- **Work order**
Which lines of the data below include the string "derive"? Return each of them.
—————
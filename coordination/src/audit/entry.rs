//! Audit record types.

use std::collections::BTreeMap;

use chrono::{DateTime, Utc};
use serde::{Deserialize, Serialize};
use uuid::Uuid;

use crate::aggregator::ReviewRound;
use crate::debate::DebateLog;

/// Human decision on a reviewed prompt.
#[derive(Debug, Clone, Copy, Default, PartialEq, Eq, Hash, Serialize, Deserialize)]
#[serde(rename_all = "snake_case")]
pub enum Outcome {
    #[default]
    Pending,
    Approved,
    Revised,
    Rejected,
}

impl std::fmt::Display for Outcome {
    fn fmt(&self, f: &mut std::fmt::Formatter<'_>) -> std::fmt::Result {
        match self {
            Self::Pending => write!(f, "pending"),
            Self::Approved => write!(f, "approved"),
            Self::Revised => write!(f, "revised"),
            Self::Rejected => write!(f, "rejected"),
        }
    }
}

impl std::str::FromStr for Outcome {
    type Err = String;

    fn from_str(s: &str) -> Result<Self, Self::Err> {
        match s.trim().to_ascii_lowercase().as_str() {
            "pending" => Ok(Self::Pending),
            "approved" | "approve" => Ok(Self::Approved),
            "revised" | "revise" => Ok(Self::Revised),
            "rejected" | "reject" => Ok(Self::Rejected),
            other => Err(format!("unknown outcome '{}'", other)),
        }
    }
}

/// Per-reviewer suggestion counters for one round.
#[derive(Debug, Clone, Copy, Default, PartialEq, Eq, Serialize, Deserialize)]
pub struct ReviewerStats {
    pub proposed: u32,
    pub accepted: u32,
    pub rejected: u32,
    pub failed: u32,
}

/// One reviewed prompt. Immutable once appended except for the human
/// decision fields, which a later [`Disposition`] overwrites.
#[derive(Debug, Clone, PartialEq, Serialize, Deserialize)]
pub struct AuditLogEntry {
    pub entry_id: Uuid,
    #[serde(flatten)]
    pub round: ReviewRound,
    #[serde(default, skip_serializing_if = "Option::is_none")]
    pub debate: Option<DebateLog>,
    #[serde(default)]
    pub suggestions_accepted: Vec<String>,
    #[serde(default)]
    pub suggestions_rejected: Vec<String>,
    #[serde(default)]
    pub rejection_details: String,
    #[serde(default)]
    pub outcome: Outcome,
    #[serde(default)]
    pub reviewer_stats: BTreeMap<String, ReviewerStats>,
}

impl AuditLogEntry {
    pub fn from_round(round: ReviewRound, debate: Option<DebateLog>) -> Self {
        let reviewer_stats = round
            .reviewer_results
            .iter()
            .map(|r| {
                let stats = ReviewerStats {
                    proposed: r.findings.len() as u32,
                    failed: u32::from(!r.is_healthy()),
                    ..Default::default()
                };
                (r.role.clone(), stats)
            })
            .collect();

        Self {
            entry_id: Uuid::new_v4(),
            round,
            debate,
            suggestions_accepted: Vec::new(),
            suggestions_rejected: Vec::new(),
            rejection_details: String::new(),
            outcome: Outcome::Pending,
            reviewer_stats,
        }
    }

    pub fn prompt_hash(&self) -> &str {
        &self.round.prompt_hash
    }

    pub fn timestamp(&self) -> DateTime<Utc> {
        self.round.timestamp
    }

    /// Overwrite the decision fields and recount per-reviewer acceptance.
    pub fn apply_disposition(&mut self, disposition: &Disposition) {
        self.outcome = disposition.outcome;
        self.suggestions_accepted = disposition.accepted.clone();
        self.suggestions_rejected = disposition.rejected.clone();
        self.rejection_details = disposition.rejection_details.clone();

        for stats in self.reviewer_stats.values_mut() {
            stats.accepted = 0;
            stats.rejected = 0;
        }
        for result in &self.round.reviewer_results {
            let Some(stats) = self.reviewer_stats.get_mut(&result.role) else {
                continue;
            };
            for finding in &result.findings {
                if disposition.accepted.contains(&finding.id) {
                    stats.accepted += 1;
                } else if disposition.rejected.contains(&finding.id) {
                    stats.rejected += 1;
                }
            }
        }
    }

    /// Compact status line.
    pub fn summary_line(&self) -> String {
        let debate = match &self.debate {
            Some(log) => log.summary_line(),
            None => "no debate".to_string(),
        };
        format!("{} | {} | {}", self.round.summary_line(), debate, self.outcome)
    }
}

/// A human decision referencing a previously audited prompt.
#[derive(Debug, Clone, PartialEq, Eq, Serialize, Deserialize)]
pub struct Disposition {
    pub prompt_hash: String,
    pub outcome: Outcome,
    /// Finding ids the human accepted.
    #[serde(default)]
    pub accepted: Vec<String>,
    #[serde(default)]
    pub rejected: Vec<String>,
    #[serde(default)]
    pub rejection_details: String,
    pub decided_at: DateTime<Utc>,
}

impl Disposition {
    pub fn new(prompt_hash: &str, outcome: Outcome) -> Self {
        Self {
            prompt_hash: prompt_hash.to_string(),
            outcome,
            accepted: Vec::new(),
            rejected: Vec::new(),
            rejection_details: String::new(),
            decided_at: Utc::now(),
        }
    }

    pub fn with_accepted(mut self, ids: Vec<String>) -> Self {
        self.accepted = ids;
        self
    }

    pub fn with_rejected(mut self, ids: Vec<String>, details: &str) -> Self {
        self.rejected = ids;
        self.rejection_details = details.to_string();
        self
    }
}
—————
- **Solution to the exercise**
#[derive(Debug, Clone, Copy, Default, PartialEq, Eq, Hash, Serialize, Deserialize)]
#[derive(Debug, Clone, Copy, Default, PartialEq, Eq, Serialize, Deserialize)]
#[derive(Debug, Clone, PartialEq, Serialize, Deserialize)]
#[derive(Debug, Clone, PartialEq, Eq, Serialize, Deserialize)]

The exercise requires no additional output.